■ EXERCISE INSTRUCTIONS:
Scan the entries below, and for each line that includes the word "inactive", make a copy.

■ DATASET EXCERPTS:
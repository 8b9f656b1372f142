//! `/health` and `/metrics` routes over real adapters

use std::sync::Arc;
use std::time::Duration;

use axum::body::{to_bytes, Body};
use axum::http::{header, Request, StatusCode};
use axum::Router;
use serde_json::Value;
use storesync_common::{
    CircuitBreakerConfig, CircuitBreakerRegistry, Clock, InMemoryWindowStore, SlidingWindowLimiter,
    SystemClock,
};
use storesync_core::{JobOutcome, WorkerMetricsPort};
use storesync_domain::EntityType;
use storesync_infra::{DbManager, HealthProbe, PrometheusWorkerMetrics, SqliteJobQueue, SqliteStoreRepository};
use storesync_worker::{router, ServerState};
use tempfile::TempDir;
use tower::ServiceExt;

struct Harness {
    app: Router,
    health: Arc<HealthProbe>,
    metrics: Arc<PrometheusWorkerMetrics>,
    window_store: Arc<InMemoryWindowStore>,
    _temp_dir: TempDir,
}

fn harness() -> Harness {
    let temp_dir = TempDir::new().expect("temp dir");
    let db = Arc::new(DbManager::new(temp_dir.path().join("worker.db"), 2).expect("db manager"));
    db.run_migrations().expect("migrations");

    let clock: Arc<dyn Clock> = Arc::new(SystemClock);
    let window_store = Arc::new(InMemoryWindowStore::new());
    let breakers = Arc::new(CircuitBreakerRegistry::new(CircuitBreakerConfig::default()).expect("breakers"));
    let health = Arc::new(HealthProbe::new(
        db.clone(),
        Arc::new(SqliteStoreRepository::new(db.clone())),
        Arc::new(SqliteJobQueue::new(db, clock.clone(), 3)),
        SlidingWindowLimiter::new(window_store.clone()),
        breakers,
        clock,
    ));
    let metrics = Arc::new(PrometheusWorkerMetrics::new().expect("metrics"));
    let app = router(ServerState::new(health.clone(), metrics.clone()));

    Harness { app, health, metrics, window_store, _temp_dir: temp_dir }
}

async fn get(app: &Router, uri: &str) -> (StatusCode, Option<String>, String) {
    let response = app
        .clone()
        .oneshot(Request::builder().uri(uri).body(Body::empty()).expect("request"))
        .await
        .expect("response");
    let status = response.status();
    let content_type = response
        .headers()
        .get(header::CONTENT_TYPE)
        .and_then(|v| v.to_str().ok())
        .map(str::to_string);
    let body = to_bytes(response.into_body(), usize::MAX).await.expect("body");
    (status, content_type, String::from_utf8(body.to_vec()).expect("utf8 body"))
}

#[tokio::test(flavor = "multi_thread")]
async fn health_is_unavailable_until_runtime_started() {
    let h = harness();

    let (status, _, body) = get(&h.app, "/health").await;
    assert_eq!(status, StatusCode::SERVICE_UNAVAILABLE);
    let report: Value = serde_json::from_str(&body).unwrap();
    assert_eq!(report["status"], "unavailable");
    assert_eq!(report["runtime"], false);
    assert_eq!(report["database"], true);
    assert_eq!(report["rateLimitStore"], true);

    h.health.set_runtime_alive(true);
    let (status, _, body) = get(&h.app, "/health").await;
    assert_eq!(status, StatusCode::OK);
    let report: Value = serde_json::from_str(&body).unwrap();
    assert_eq!(report["status"], "ok");
    assert_eq!(report["queue"]["waiting"], 0);
    assert_eq!(report["openCircuits"], Value::Array(vec![]));
    assert_eq!(report["oldestCursorAgeSecs"], Value::Null);
}

#[tokio::test(flavor = "multi_thread")]
async fn unreachable_rate_limit_store_fails_liveness() {
    let h = harness();
    h.health.set_runtime_alive(true);
    h.window_store.set_available(false);

    let (status, _, body) = get(&h.app, "/health").await;
    assert_eq!(status, StatusCode::SERVICE_UNAVAILABLE);
    let report: Value = serde_json::from_str(&body).unwrap();
    assert_eq!(report["rateLimitStore"], false);
    assert_eq!(report["database"], true);
}

#[tokio::test(flavor = "multi_thread")]
async fn metrics_endpoint_serves_text_exposition() {
    let h = harness();
    h.metrics.record_job("woo-sync-orders", JobOutcome::Success, Duration::from_millis(120));
    h.metrics.set_sync_lag("store-1", EntityType::Orders, 0.0);

    let (status, content_type, body) = get(&h.app, "/metrics").await;
    assert_eq!(status, StatusCode::OK);
    assert!(content_type.unwrap_or_default().starts_with("text/plain"));
    assert!(body.contains(r#"worker_jobs_processed_total{job_name="woo-sync-orders",status="success"} 1"#));
    assert!(body.contains("job_duration_seconds_bucket"));
    assert!(body.contains(r#"sync_lag_seconds{entity="orders",store_id="store-1"} 0"#));
}

#[tokio::test(flavor = "multi_thread")]
async fn unknown_route_is_not_found() {
    let h = harness();
    let (status, _, _) = get(&h.app, "/jobs").await;
    assert_eq!(status, StatusCode::NOT_FOUND);
}
//! Recurring job catalogue
//!
//! Schedules are stored under stable ids (the job name for fixed jobs,
//! `<job>:<storeId>` for per-store syncs) so re-registration after a restart
//! updates rows instead of adding new ones.

use std::collections::HashSet;
use std::sync::Arc;

use chrono::{DateTime, Utc};
use serde_json::{json, Value};
use storesync_common::{Clock, CronExpression};
use storesync_domain::constants::{
    CLEANUP_CACHE_PATTERN, CLEANUP_SESSIONS_PATTERN, ORDERS_SYNC_PATTERN, PRODUCTS_SYNC_PATTERN,
    WEBHOOK_EVENTS_PATTERN, WOO_SCHEDULE_PATTERN,
};
use storesync_domain::{JobName, JobRequest, RecurringSchedule, Result, StoreSyncError};
use tracing::{debug, error, info, instrument, warn};

use super::ports::{JobQueue, ScheduleRepository};
use crate::clock::utc_now;
use crate::sync::ports::StoreRepository;

/// A fixed recurring job
#[derive(Debug, Clone, Copy, PartialEq, Eq)]
pub struct ScheduleSpec {
    pub job: JobName,
    pub pattern: &'static str,
    pub priority: i32,
}

/// Jobs registered at startup regardless of stores
pub const FIXED_SCHEDULES: [ScheduleSpec; 4] = [
    ScheduleSpec { job: JobName::ProcessWebhookEvents, pattern: WEBHOOK_EVENTS_PATTERN, priority: 10 },
    ScheduleSpec { job: JobName::WooSchedule, pattern: WOO_SCHEDULE_PATTERN, priority: 5 },
    ScheduleSpec { job: JobName::CleanupCache, pattern: CLEANUP_CACHE_PATTERN, priority: 1 },
    ScheduleSpec { job: JobName::CleanupSessions, pattern: CLEANUP_SESSIONS_PATTERN, priority: 1 },
];

/// Per-store sync schedules
pub const STORE_SCHEDULES: [(JobName, &str); 2] = [
    (JobName::WooSyncOrders, ORDERS_SYNC_PATTERN),
    (JobName::WooSyncProducts, PRODUCTS_SYNC_PATTERN),
];

pub const STORE_SYNC_PRIORITY: i32 = 0;

/// Result of a per-store registration pass
#[derive(Debug, Clone, Default, PartialEq, Eq)]
pub struct StoreScheduleReport {
    pub stores: usize,
    pub registered: usize,
    /// Schedules dropped because their store is gone or inactive
    pub removed: usize,
}

pub struct RecurringCatalog {
    schedules: Arc<dyn ScheduleRepository>,
    stores: Arc<dyn StoreRepository>,
    queue: Arc<dyn JobQueue>,
    clock: Arc<dyn Clock>,
}

impl RecurringCatalog {
    pub fn new(
        schedules: Arc<dyn ScheduleRepository>,
        stores: Arc<dyn StoreRepository>,
        queue: Arc<dyn JobQueue>,
        clock: Arc<dyn Clock>,
    ) -> Self {
        Self { schedules, stores, queue, clock }
    }

    /// Register every entry of [`FIXED_SCHEDULES`]
    #[instrument(skip(self))]
    pub async fn register_fixed(&self) -> Result<usize> {
        let now = utc_now(self.clock.as_ref());
        for spec in FIXED_SCHEDULES {
            let schedule = build_schedule(
                spec.job.as_str().to_string(),
                spec.job,
                json!({}),
                spec.pattern,
                spec.priority,
                now,
            )?;
            self.schedules.upsert_schedule(&schedule).await?;
        }
        info!(count = FIXED_SCHEDULES.len(), "Fixed schedules registered");
        Ok(FIXED_SCHEDULES.len())
    }

    /// Register order and product syncs for every active store and drop
    /// per-store schedules whose store is no longer active
    #[instrument(skip(self))]
    pub async fn register_store_schedules(&self) -> Result<StoreScheduleReport> {
        let now = utc_now(self.clock.as_ref());
        let stores = self.stores.list_active_stores().await?;
        let mut report = StoreScheduleReport { stores: stores.len(), ..StoreScheduleReport::default() };
        let mut wanted = HashSet::new();

        for store in &stores {
            for (job, pattern) in STORE_SCHEDULES {
                let id = job.store_schedule_id(&store.id);
                let schedule = build_schedule(
                    id.clone(),
                    job,
                    json!({ "storeId": store.id }),
                    pattern,
                    STORE_SYNC_PRIORITY,
                    now,
                )?;
                self.schedules.upsert_schedule(&schedule).await?;
                wanted.insert(id);
                report.registered += 1;
            }
        }

        for existing in self.schedules.list_schedules().await? {
            let per_store = STORE_SCHEDULES
                .iter()
                .any(|(job, _)| existing.id.starts_with(&format!("{}:", job.as_str())));
            if per_store && !wanted.contains(&existing.id) && self.schedules.remove_schedule(&existing.id).await? {
                debug!(schedule_id = %existing.id, "Removed schedule for inactive store");
                report.removed += 1;
            }
        }

        info!(
            stores = report.stores,
            registered = report.registered,
            removed = report.removed,
            "Store schedules registered"
        );
        Ok(report)
    }

    /// Enqueue every due schedule and move it to its next fire time.
    ///
    /// Returns the number of jobs enqueued; deduplicated fires count as
    /// skipped but still advance the schedule.
    #[instrument(skip(self))]
    pub async fn dispatch_due(&self) -> Result<usize> {
        let now = utc_now(self.clock.as_ref());
        let mut enqueued = 0;

        for schedule in self.schedules.due_schedules(now).await? {
            let next = match next_fire(&schedule.pattern, now) {
                Ok(next) => next,
                Err(err) => {
                    error!(schedule_id = %schedule.id, error = %err, "Unusable schedule pattern");
                    continue;
                }
            };

            let request = JobRequest {
                name: schedule.job_name.clone(),
                data: schedule.data.clone(),
                priority: schedule.priority,
                delay: std::time::Duration::ZERO,
                dedupe_key: Some(schedule.id.clone()),
            };
            match self.queue.enqueue(request).await? {
                Some(job_id) => {
                    debug!(schedule_id = %schedule.id, %job_id, "Scheduled job enqueued");
                    enqueued += 1;
                }
                None => warn!(schedule_id = %schedule.id, "Previous run still pending, skipping"),
            }
            self.schedules.set_next_run(&schedule.id, next).await?;
        }

        Ok(enqueued)
    }

    /// Enqueue a one-off run of `job` now, outside its schedule
    pub async fn trigger(&self, job: JobName, data: Value, priority: i32) -> Result<Option<String>> {
        self.queue
            .enqueue(JobRequest::new(job, data).with_priority(priority).with_dedupe_key(job.as_str()))
            .await
    }
}

fn build_schedule(
    id: String,
    job: JobName,
    data: Value,
    pattern: &str,
    priority: i32,
    now: DateTime<Utc>,
) -> Result<RecurringSchedule> {
    Ok(RecurringSchedule {
        id,
        job_name: job.as_str().to_string(),
        data,
        pattern: pattern.to_string(),
        priority,
        next_run_at: next_fire(pattern, now)?,
        enabled: true,
    })
}

/// Next fire strictly after `now`
pub fn next_fire(pattern: &str, now: DateTime<Utc>) -> Result<DateTime<Utc>> {
    let cron = CronExpression::parse(pattern)
        .map_err(|e| StoreSyncError::Config(format!("cron pattern '{pattern}': {e}")))?;
    cron.next_after(&now)
        .ok_or_else(|| StoreSyncError::Config(format!("cron pattern '{pattern}' never fires")))
}
//! SQLite implementation of the store port, including cursor advance

use std::sync::Arc;

use async_trait::async_trait;
use chrono::{DateTime, Utc};
use rusqlite::{params, OptionalExtension, Row, TransactionBehavior};
use storesync_core::StoreRepository;
use storesync_domain::{EntityType, Result, StoreSyncError, SyncCursor, WooStore};
use tracing::{debug, warn};

use super::common::{bool_to_int, int_to_bool, with_connection};
use super::manager::{map_sql_error, DbManager};

const STORE_COLUMNS: &str =
    "id, tenant_id, name, base_url, api_version, consumer_key, consumer_secret, active, last_sync";

pub struct SqliteStoreRepository {
    db: Arc<DbManager>,
}

impl SqliteStoreRepository {
    pub fn new(db: Arc<DbManager>) -> Self {
        Self { db }
    }

    /// Insert or replace a store record. Used by provisioning and tests; the
    /// worker itself only reads stores and advances cursors.
    pub async fn save_store(&self, store: &WooStore) -> Result<()> {
        let store = store.clone();
        let cursor = store.last_sync.to_json()?;
        with_connection(&self.db, move |conn| {
            conn.execute(
                "INSERT INTO woo_stores (id, tenant_id, name, base_url, api_version, consumer_key, consumer_secret, active, last_sync)
                 VALUES (?1, ?2, ?3, ?4, ?5, ?6, ?7, ?8, ?9)
                 ON CONFLICT(id) DO UPDATE SET
                    tenant_id = excluded.tenant_id,
                    name = excluded.name,
                    base_url = excluded.base_url,
                    api_version = excluded.api_version,
                    consumer_key = excluded.consumer_key,
                    consumer_secret = excluded.consumer_secret,
                    active = excluded.active,
                    last_sync = excluded.last_sync",
                params![
                    store.id,
                    store.tenant_id,
                    store.name,
                    store.base_url,
                    store.api_version,
                    store.consumer_key,
                    store.consumer_secret,
                    bool_to_int(store.active),
                    cursor,
                ],
            )
            .map_err(map_sql_error)?;
            Ok(())
        })
        .await
    }

    /// Oldest cursor among active stores, used for the health lag report.
    pub async fn oldest_cursor(&self) -> Result<Option<DateTime<Utc>>> {
        let stores = self.list_active_stores().await?;
        Ok(stores
            .iter()
            .flat_map(|store| [EntityType::Orders, EntityType::Products].map(|e| store.last_sync.get(e)))
            .flatten()
            .min())
    }
}

#[async_trait]
impl StoreRepository for SqliteStoreRepository {
    async fn find_store(&self, store_id: &str) -> Result<Option<WooStore>> {
        let store_id = store_id.to_string();
        with_connection(&self.db, move |conn| {
            conn.query_row(
                &format!("SELECT {STORE_COLUMNS} FROM woo_stores WHERE id = ?1"),
                params![store_id],
                map_store_row,
            )
            .optional()
            .map_err(map_sql_error)
        })
        .await
    }

    async fn list_active_stores(&self) -> Result<Vec<WooStore>> {
        with_connection(&self.db, |conn| {
            let mut stmt = conn
                .prepare(&format!(
                    "SELECT {STORE_COLUMNS} FROM woo_stores WHERE active = 1 ORDER BY id"
                ))
                .map_err(map_sql_error)?;
            let rows = stmt.query_map([], map_store_row).map_err(map_sql_error)?;
            rows.collect::<rusqlite::Result<Vec<_>>>().map_err(map_sql_error)
        })
        .await
    }

    async fn advance_cursor(
        &self,
        store_id: &str,
        entity: EntityType,
        to: DateTime<Utc>,
    ) -> Result<bool> {
        let store_id = store_id.to_string();
        with_connection(&self.db, move |conn| {
            let tx = conn
                .transaction_with_behavior(TransactionBehavior::Immediate)
                .map_err(map_sql_error)?;

            let raw: Option<String> = tx
                .query_row(
                    "SELECT last_sync FROM woo_stores WHERE id = ?1",
                    params![store_id],
                    |row| row.get(0),
                )
                .optional()
                .map_err(map_sql_error)?
                .ok_or_else(|| StoreSyncError::NotFound(format!("store {store_id}")))?;

            let mut cursor = SyncCursor::from_json(raw.as_deref()).unwrap_or_else(|err| {
                warn!(store_id = %store_id, error = %err, "replacing unreadable sync cursor");
                SyncCursor::default()
            });
            if !cursor.advance(entity, to) {
                debug!(store_id = %store_id, entity = %entity, "cursor already at or past sweep start");
                return Ok(false);
            }

            tx.execute(
                "UPDATE woo_stores SET last_sync = ?1 WHERE id = ?2",
                params![cursor.to_json()?, store_id],
            )
            .map_err(map_sql_error)?;
            tx.commit().map_err(map_sql_error)?;
            Ok(true)
        })
        .await
    }
}

fn map_store_row(row: &Row<'_>) -> rusqlite::Result<WooStore> {
    let id: String = row.get(0)?;
    let raw_cursor: Option<String> = row.get(8)?;
    let last_sync = match SyncCursor::from_json(raw_cursor.as_deref()) {
        Ok(cursor) => cursor,
        Err(err) => {
            warn!(store_id = %id, error = %err, "unreadable sync cursor, treating store as never synced");
            SyncCursor::default()
        }
    };

    Ok(WooStore {
        id,
        tenant_id: row.get(1)?,
        name: row.get(2)?,
        base_url: row.get(3)?,
        api_version: row.get(4)?,
        consumer_key: row.get(5)?,
        consumer_secret: row.get(6)?,
        active: int_to_bool(row.get(7)?),
        last_sync,
    })
}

■ RESULT OF THIS EXERCISE:
    /// Schedules dropped because their store is gone or inactive
                debug!(schedule_id = %existing.id, "Removed schedule for inactive store");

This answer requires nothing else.